The medical intervention in question is a process known as cord clamping. “Cutting the cord” typically refers to cutting an imaginary connection between a mother and child. In reality, it is the action of clamping and then cutting the umbilical cord that connects a mother and newborn infant, typically within 10 seconds of delivery.
Delayed cord clamping has consistently been shown to be beneficial in premature infants, but previous studies failed to show any major benefits with full-term infants. However, more recent evidence has shown that delaying this process may have beneficial effects in full-term infants as well.
In a typical birth, the mom will push for several hours to deliver a baby. Originally, doctors believed that clamping the cord immediately after delivery reduced the risk of heavy postpartum bleeding, an important intervention, as postpartum hemorrhage is one of the leading causes of maternal mortality worldwide.

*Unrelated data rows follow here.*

//! Scheduling facade.

use tracing::{debug, error, info, warn};

use crate::platform::SchedulerDelegate;
use crate::{SchedulerConfig, SchedulerError, TaskInfo, TaskMetrics};

/// Entry point for scheduling and cancelling background work.
///
/// Never fails towards its caller: platform failures turn into a `false`
/// return or a log line.
pub struct BackgroundTaskScheduler {
    delegate: Box<dyn SchedulerDelegate>,
    metrics: TaskMetrics,
    config: SchedulerConfig,
}

impl BackgroundTaskScheduler {
    pub fn new(
        delegate: Box<dyn SchedulerDelegate>,
        metrics: TaskMetrics,
        config: SchedulerConfig,
    ) -> Self {
        Self {
            delegate,
            metrics,
            config,
        }
    }

    pub fn config(&self) -> &SchedulerConfig {
        &self.config
    }

    pub fn metrics(&self) -> &TaskMetrics {
        &self.metrics
    }

    pub fn metrics_mut(&mut self) -> &mut TaskMetrics {
        &mut self.metrics
    }

    /// Schedule `task`. Returns whether the platform accepted it.
    #[tracing::instrument(skip(self, task), fields(task_id = task.task_id, timing = task.timing.kind()))]
    pub fn schedule(&mut self, task: &TaskInfo) -> bool {
        if self.config.ignore_background_tasks {
            debug!("ignoring background task scheduling");
            return true;
        }

        let success = match self.delegate.schedule(task) {
            Ok(accepted) => accepted,
            Err(e) => {
                error!(error = %e, "failed to schedule task");
                false
            }
        };

        self.metrics.report_task_scheduled(task.task_id, success);
        self.metrics.report_task_created(task.task_id, &task.timing);

        if success {
            info!("scheduled task");
        }
        success
    }

    /// Cancel a pending, not yet started request for `task_id`. Best-effort.
    #[tracing::instrument(skip(self))]
    pub fn cancel(&mut self, task_id: u32) {
        self.metrics.report_task_canceled(task_id);

        match self.delegate.cancel(task_id) {
            Ok(()) => info!("cancelled task"),
            Err(e) => warn!(error = %e, "failed to cancel task"),
        }
    }

    /// Replay cached telemetry now that the metrics sink is available.
    pub fn do_maintenance(&mut self) -> Result<u64, SchedulerError> {
        self.metrics.flush()
    }

    /// Drop cached telemetry without replaying it.
    pub fn remove_cached_stats(&mut self) -> Result<(), SchedulerError> {
        self.metrics.remove_cached_stats()
    }
}

#[cfg(test)]
mod tests {
    use std::sync::Arc;

    use super::*;
    use crate::testing::{FakeDelegate, RecordingSink};
    use crate::{MemoryPrefs, MetricsCache, OneOffInfo, PeriodicInfo, events};

    fn scheduler(
        delegate: FakeDelegate,
        config: SchedulerConfig,
    ) -> (BackgroundTaskScheduler, Arc<RecordingSink>) {
        let sink = Arc::new(RecordingSink::new());
        let metrics = TaskMetrics::new(MetricsCache::new(MemoryPrefs::new()), sink.clone());
        (
            BackgroundTaskScheduler::new(Box::new(delegate), metrics, config),
            sink,
        )
    }

    fn task() -> TaskInfo {
        TaskInfo::one_off(11, OneOffInfo::new(60_000).expires_after_window_end(true))
    }

    #[test]
    fn test_schedule_success_records_events() {
        let delegate = FakeDelegate::new();
        let (mut scheduler, sink) = scheduler(delegate.clone(), SchedulerConfig::default());

        assert!(scheduler.schedule(&task()));
        assert_eq!(delegate.scheduled(), vec![11]);

        scheduler.do_maintenance().unwrap();
        assert_eq!(sink.sparse_count(events::TASK_SCHEDULED_SUCCESS, 11), 1);
        assert_eq!(sink.sparse_count(events::TASK_CREATED_WITH_EXPIRATION, 11), 1);
        assert_eq!(sink.sparse_count(events::TASK_SCHEDULED_FAILURE, 11), 0);
    }

    #[test]
    fn test_schedule_failure_returns_false() {
        let delegate = FakeDelegate::new();
        delegate.fail_schedule(true);
        let (mut scheduler, sink) = scheduler(delegate.clone(), SchedulerConfig::default());

        let periodic = TaskInfo::periodic(12, PeriodicInfo::new(3_600_000));
        assert!(!scheduler.schedule(&periodic));

        scheduler.do_maintenance().unwrap();
        assert_eq!(sink.sparse_count(events::TASK_SCHEDULED_FAILURE, 12), 1);
        assert_eq!(sink.sparse_count(events::TASK_CREATED_WITHOUT_EXPIRATION, 12), 1);
    }

    #[test]
    fn test_declined_schedule_counts_as_failure() {
        let delegate = FakeDelegate::new();
        delegate.decline_schedule(true);
        let (mut scheduler, sink) = scheduler(delegate, SchedulerConfig::default());

        assert!(!scheduler.schedule(&task()));
        scheduler.do_maintenance().unwrap();
        assert_eq!(sink.sparse_count(events::TASK_SCHEDULED_FAILURE, 11), 1);
    }

    #[test]
    fn test_ignore_override_skips_delegate() {
        let delegate = FakeDelegate::new();
        let config = SchedulerConfig {
            ignore_background_tasks: true,
            ..SchedulerConfig::default()
        };
        let (mut scheduler, _) = scheduler(delegate.clone(), config);

        assert!(scheduler.schedule(&task()));
        assert!(delegate.scheduled().is_empty());
        assert!(scheduler.metrics().cache().entries().is_empty());
    }

    #[test]
    fn test_cancel_swallows_delegate_errors() {
        let delegate = FakeDelegate::new();
        delegate.fail_cancel(true);
        let (mut scheduler, sink) = scheduler(delegate.clone(), SchedulerConfig::default());

        scheduler.cancel(11);
        assert_eq!(delegate.cancelled(), vec![11]);

        scheduler.do_maintenance().unwrap();
        assert_eq!(sink.sparse_count(events::TASK_CANCELED, 11), 1);
    }

    #[test]
    fn test_schedule_then_cancel_caches_one_of_each() {
        let delegate = FakeDelegate::new();
        let (mut scheduler, _) = scheduler(delegate, SchedulerConfig::default());

        scheduler.schedule(&task());
        scheduler.cancel(11);

        let entries = scheduler.metrics().cache().entries();
        let count = |event: &str| {
            entries
                .iter()
                .filter(|e| e.event == event && e.value == 11)
                .map(|e| e.count)
                .sum::<u32>()
        };
        assert_eq!(count(events::TASK_SCHEDULED_SUCCESS), 1);
        assert_eq!(count(events::TASK_CANCELED), 1);
    }

    #[test]
    fn test_remove_cached_stats() {
        let (mut scheduler, sink) = scheduler(FakeDelegate::new(), SchedulerConfig::default());
        scheduler.schedule(&task());
        scheduler.remove_cached_stats().unwrap();

        assert_eq!(scheduler.do_maintenance().unwrap(), 0);
        assert!(sink.sparse_samples().is_empty());
    }
}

This tradition persisted until recently, when a Swedish group found that delaying the process of cord clamping helped the labor and delivery process in two ways: it reduced perinatal anemia and it decreased the number of blood transfusions required by these newborn infants.

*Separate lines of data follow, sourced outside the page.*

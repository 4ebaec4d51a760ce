//! Error types for archive operations

use thiserror::Error;

/// Errors that can occur while loading a backup container
#[derive(Error, Debug)]
pub enum ArchiveError {
    /// The input matches neither the ZIP nor the GZIP signature
    #[error("Unsupported archive format (expected ZIP or GZIP-compressed TAR)")]
    UnsupportedFormat,

    /// IO error while reading entries
    #[error("IO error: {0}")]
    Io(#[from] std::io::Error),

    /// Invalid ZIP archive format
    #[error("Invalid ZIP archive: {0}")]
    InvalidZip(#[from] zip::result::ZipError),

    /// Archive entry is password-protected
    #[error("Archive entry '{name}' is password-protected")]
    PasswordProtected {
        /// Name of the encrypted entry
        name: String,
    },

    /// File content is not valid UTF-8 where text was expected
    #[error("File '{path}' is not valid UTF-8")]
    InvalidUtf8 {
        /// Full path of the file inside the archive
        path: String,
    },
}

/// Result type for archive operations
pub type Result<T> = std::result::Result<T, ArchiveError>;
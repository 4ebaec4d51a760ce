//! Configuration file support for `.mbz2zip.toml`
//!
//! Configuration files can be placed in:
//! - User home directory: `~/.mbz2zip.toml` (user defaults)
//! - Project directory: `./.mbz2zip.toml` (project defaults)
//!
//! Precedence order (highest to lowest):
//! 1. Command-line arguments
//! 2. Project config
//! 3. User config
//! 4. Built-in defaults

use anyhow::{Context, Result};
use colored::Colorize;
use serde::{Deserialize, Serialize};
use std::fs;
use std::path::{Path, PathBuf};

pub const CONFIG_FILE_NAME: &str = ".mbz2zip.toml";

#[derive(Debug, Clone, PartialEq, Eq, Serialize, Deserialize, Default)]
#[serde(default)]
pub struct Config {
    /// Default settings for the convert command
    #[serde(skip_serializing_if = "Option::is_none")]
    pub convert: Option<ConvertConfig>,
}

#[derive(Debug, Clone, PartialEq, Eq, Hash, Default, Serialize, Deserialize)]
#[serde(default)]
pub struct ConvertConfig {
    /// Entry compression (deflated or stored)
    #[serde(skip_serializing_if = "Option::is_none")]
    pub compression: Option<String>,

    /// Overwrite existing output files
    #[serde(skip_serializing_if = "Option::is_none")]
    pub force: Option<bool>,

    /// Directory for output archives when no explicit output is given
    #[serde(skip_serializing_if = "Option::is_none")]
    pub output_dir: Option<PathBuf>,
}

impl Config {
    /// Load configuration from file
    pub fn load_from_file(path: &Path) -> Result<Self> {
        let content = fs::read_to_string(path)
            .with_context(|| format!("Failed to read config file: {}", path.display()))?;

        toml::from_str(&content).map_err(|e| {
            eprintln!(
                "{} Failed to parse config file: {}",
                "Error:".red().bold(),
                path.display()
            );
            eprintln!("{} {}", "Parse error:".yellow().bold(), e);
            eprintln!();
            eprintln!("{} Configuration file syntax:", "Help:".cyan().bold());
            eprintln!("  [convert]");
            eprintln!("  compression = \"deflated\"  # deflated or stored");
            eprintln!("  force = false");
            eprintln!("  output_dir = \"converted\"");
            anyhow::anyhow!("Failed to parse config file: {e}")
        })
    }

    /// Find and load configuration files
    /// Returns (`user_config`, `project_config`)
    pub fn discover_configs() -> (Option<Self>, Option<Self>) {
        let user_config = dirs::home_dir()
            .and_then(|home| Self::load_optional(&home.join(CONFIG_FILE_NAME), "user"));
        let project_config = Self::load_optional(Path::new(CONFIG_FILE_NAME), "project");
        (user_config, project_config)
    }

    fn load_optional(path: &Path, kind: &str) -> Option<Self> {
        if !path.exists() {
            return None;
        }
        match Self::load_from_file(path) {
            Ok(config) => Some(config),
            Err(e) => {
                eprintln!(
                    "{} Failed to load {kind} config from {}: {}",
                    "Warning:".yellow().bold(),
                    path.display(),
                    e
                );
                None
            }
        }
    }

    /// Merge configs with precedence: project config > user config > defaults
    pub fn merge(user_config: Option<Self>, project_config: Option<Self>) -> Self {
        let mut merged = ConvertConfig::default();

        for convert in [user_config, project_config]
            .into_iter()
            .flatten()
            .filter_map(|config| config.convert)
        {
            if let Some(compression) = convert.compression {
                merged.compression = Some(compression);
            }
            if let Some(force) = convert.force {
                merged.force = Some(force);
            }
            if let Some(output_dir) = convert.output_dir {
                merged.output_dir = Some(output_dir);
            }
        }

        Self {
            convert: Some(merged),
        }
    }

    /// Convert defaults, empty if no config set any
    pub fn convert_defaults(&self) -> ConvertConfig {
        self.convert.clone().unwrap_or_default()
    }
}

In the group’s recent study published in the Journal of the American Medical Association in Pediatrics, full-term infants born to mothers who were relatively healthy were randomized into two groups that either received cord clamping immediately or approximately 180 seconds after delivery. The latter was called the “delayed cord-clamping group.” When following these infants over time, researchers noticed an interesting change in the male infants. These infants had higher ferritin levels — in other words, they were less anemic — and had higher fine motor skills. They did not find these same results in female babies. However, they did find that there was an increased, although not statistically significant, risk of jaundice in the delayed cord clamping group. This jaundice required the babies to undergo phototherapy, a process in which exposing the babies to UV light decreases their high bilirubin levels back to safe, normal levels.
While most mothers may choose to delay cutting the figurative cord between them and their babies, these recent studies suggest that delaying the cutting of the literal cord could be a beneficial change in treatment paradigms. However, more studies looking at larger populations of infants are still needed to determine if this intervention is truly beneficial and safe.